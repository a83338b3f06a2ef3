//! Cleaned household survey record
//!
//! One row per surveyed person, keyed by household and person identifier.
//! This is the output of the loader/cleaner stage: types are coerced,
//! categorical codes are decoded and the documented imputation policy has
//! already been applied. Records are immutable from here on.

use arrow::datatypes::FieldRef;
use arrow::record_batch::RecordBatch;
use serde::{Deserialize, Serialize};
use serde_arrow::schema::{SchemaLike, TracingOptions};

use crate::error::Result;

/// A cleaned AHIES survey row
#[derive(Debug, Clone, PartialEq, Serialize, Deserialize)]
pub struct HouseholdRecord {
    /// Household identifier
    pub household_id: String,
    /// Person identifier within the household
    pub person_id: String,
    /// Decoded region name, null when the raw code was unmapped
    pub region: Option<String>,
    /// "Urban" or "Rural", null when the raw code was unmapped
    pub urban_rural: Option<String>,
    /// "Male" or "Female", null when the raw code was unmapped
    pub sex: Option<String>,
    /// Age in years; rows below the configured minimum are dropped upstream
    pub age: i32,
    /// Marital status code, mode-imputed
    pub marital_status: Option<i32>,
    /// Highest education level code, mode-imputed
    pub education_level: Option<i32>,
    /// Grade completed, median-imputed
    pub grade_completed: Option<f64>,
    /// "Yes" or "No", mode-imputed before decoding
    pub worked_last_7_days: Option<String>,
    /// Monthly income from the primary job, smart-imputed
    pub primary_income_monthly: f64,
    /// 1 when primary income was reported before imputation, else 0
    pub has_primary_income: i32,
    /// Monthly income from secondary jobs, zero-imputed
    pub secondary_income_monthly: f64,
    /// Medical expenditure over the last 12 months, zero-imputed
    pub medical_expense_12m: f64,
    /// Transport expenditure over the last 12 months, zero-imputed
    pub transport_expense_12m: f64,
    /// Food expenditure over the last 12 months, zero-imputed
    pub food_expense_12m: f64,
    /// Dwelling ownership indicator (1/0), null when unreported
    pub owns_dwelling: Option<i32>,
    /// Vehicle ownership indicator (1/0), null when unreported
    pub owns_vehicle: Option<i32>,
}

impl HouseholdRecord {
    /// Arrow fields describing the cleaned table
    pub fn fields() -> Result<Vec<FieldRef>> {
        Ok(Vec::<FieldRef>::from_type::<Self>(
            TracingOptions::default().allow_null_fields(true),
        )?)
    }

    /// Convert a slice of records to a `RecordBatch`
    pub fn to_record_batch(records: &[Self]) -> Result<RecordBatch> {
        let fields = Self::fields()?;
        Ok(serde_arrow::to_record_batch(&fields, &records)?)
    }

    /// Convert a `RecordBatch` back to typed records
    pub fn from_record_batch(batch: &RecordBatch) -> Result<Vec<Self>> {
        Ok(serde_arrow::from_record_batch(batch)?)
    }

    /// Combined monthly income across primary and secondary jobs
    #[must_use]
    pub fn total_income_monthly(&self) -> f64 {
        self.primary_income_monthly + self.secondary_income_monthly
    }
}

#[cfg(test)]
mod tests {
    use super::*;

    fn sample_record() -> HouseholdRecord {
        HouseholdRecord {
            household_id: "H001".to_string(),
            person_id: "P01".to_string(),
            region: Some("Greater Accra".to_string()),
            urban_rural: Some("Urban".to_string()),
            sex: Some("Female".to_string()),
            age: 34,
            marital_status: Some(1),
            education_level: Some(3),
            grade_completed: Some(12.0),
            worked_last_7_days: Some("Yes".to_string()),
            primary_income_monthly: 4_200.0,
            has_primary_income: 1,
            secondary_income_monthly: 300.0,
            medical_expense_12m: 150.0,
            transport_expense_12m: 900.0,
            food_expense_12m: 2_400.0,
            owns_dwelling: Some(1),
            owns_vehicle: Some(0),
        }
    }

    #[test]
    fn record_batch_round_trip_preserves_rows() {
        let records = vec![
            sample_record(),
            HouseholdRecord {
                household_id: "H002".to_string(),
                person_id: "P01".to_string(),
                region: None,
                owns_vehicle: None,
                ..sample_record()
            },
        ];

        let batch = HouseholdRecord::to_record_batch(&records).unwrap();
        assert_eq!(batch.num_rows(), 2);

        let restored = HouseholdRecord::from_record_batch(&batch).unwrap();
        assert_eq!(restored, records);
    }

    #[test]
    fn total_income_sums_both_jobs() {
        let record = sample_record();
        assert!((record.total_income_monthly() - 4_500.0).abs() < f64::EPSILON);
    }
}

+-------+

Task brief: Please repeat the entries above exactly as they read.

Completed task:
repository a83338b3f06a2ef3
//! Cleaned household survey record
//!
//! One row per surveyed person, keyed by household and person identifier.
//! This is the output of the loader/cleaner stage: types are coerced,
//! categorical codes are decoded and the documented imputation policy has
//! already been applied. Records are immutable from here on.

use arrow::datatypes::FieldRef;
use arrow::record_batch::RecordBatch;
use serde::{Deserialize, Serialize};
use serde_arrow::schema::{SchemaLike, TracingOptions};

use crate::error::Result;

/// A cleaned AHIES survey row
#[derive(Debug, Clone, PartialEq, Serialize, Deserialize)]
pub struct HouseholdRecord {
    /// Household identifier
    pub household_id: String,
    /// Person identifier within the household
    pub person_id: String,
    /// Decoded region name, null when the raw code was unmapped
    pub region: Option<String>,
    /// "Urban" or "Rural", null when the raw code was unmapped
    pub urban_rural: Option<String>,
    /// "Male" or "Female", null when the raw code was unmapped
    pub sex: Option<String>,
    /// Age in years; rows below the configured minimum are dropped upstream
    pub age: i32,
    /// Marital status code, mode-imputed
    pub marital_status: Option<i32>,
    /// Highest education level code, mode-imputed
    pub education_level: Option<i32>,
    /// Grade completed, median-imputed
    pub grade_completed: Option<f64>,
    /// "Yes" or "No", mode-imputed before decoding
    pub worked_last_7_days: Option<String>,
    /// Monthly income from the primary job, smart-imputed
    pub primary_income_monthly: f64,
    /// 1 when primary income was reported before imputation, else 0
    pub has_primary_income: i32,
    /// Monthly income from secondary jobs, zero-imputed
    pub secondary_income_monthly: f64,
    /// Medical expenditure over the last 12 months, zero-imputed
    pub medical_expense_12m: f64,
    /// Transport expenditure over the last 12 months, zero-imputed
    pub transport_expense_12m: f64,
    /// Food expenditure over the last 12 months, zero-imputed
    pub food_expense_12m: f64,
    /// Dwelling ownership indicator (1/0), null when unreported
    pub owns_dwelling: Option<i32>,
    /// Vehicle ownership indicator (1/0), null when unreported
    pub owns_vehicle: Option<i32>,
}

impl HouseholdRecord {
    /// Arrow fields describing the cleaned table
    pub fn fields() -> Result<Vec<FieldRef>> {
        Ok(Vec::<FieldRef>::from_type::<Self>(
            TracingOptions::default().allow_null_fields(true),
        )?)
    }

    /// Convert a slice of records to a `RecordBatch`
    pub fn to_record_batch(records: &[Self]) -> Result<RecordBatch> {
        let fields = Self::fields()?;
        Ok(serde_arrow::to_record_batch(&fields, &records)?)
    }

    /// Convert a `RecordBatch` back to typed records
    pub fn from_record_batch(batch: &RecordBatch) -> Result<Vec<Self>> {
        Ok(serde_arrow::from_record_batch(batch)?)
    }

    /// Combined monthly income across primary and secondary jobs
    #[must_use]
    pub fn total_income_monthly(&self) -> f64 {
        self.primary_income_monthly + self.secondary_income_monthly
    }
}

#[cfg(test)]
mod tests {
    use super::*;

    fn sample_record() -> HouseholdRecord {
        HouseholdRecord {
            household_id: "H001".to_string(),
            person_id: "P01".to_string(),
            region: Some("Greater Accra".to_string()),
            urban_rural: Some("Urban".to_string()),
            sex: Some("Female".to_string()),
            age: 34,
            marital_status: Some(1),
            education_level: Some(3),
            grade_completed: Some(12.0),
            worked_last_7_days: Some("Yes".to_string()),
            primary_income_monthly: 4_200.0,
            has_primary_income: 1,
            secondary_income_monthly: 300.0,
            medical_expense_12m: 150.0,
            transport_expense_12m: 900.0,
            food_expense_12m: 2_400.0,
            owns_dwelling: Some(1),
            owns_vehicle: Some(0),
        }
    }

    #[test]
    fn record_batch_round_trip_preserves_rows() {
        let records = vec![
            sample_record(),
            HouseholdRecord {
                household_id: "H002".to_string(),
                person_id: "P01".to_string(),
                region: None,
                owns_vehicle: None,
                ..sample_record()
            },
        ];

        let batch = HouseholdRecord::to_record_batch(&records).unwrap();
        assert_eq!(batch.num_rows(), 2);

        let restored = HouseholdRecord::from_record_batch(&batch).unwrap();
        assert_eq!(restored, records);
    }

    #[test]
    fn total_income_sums_both_jobs() {
        let record = sample_record();
        assert!((record.total_income_monthly() - 4_500.0).abs() < f64::EPSILON);
    }
}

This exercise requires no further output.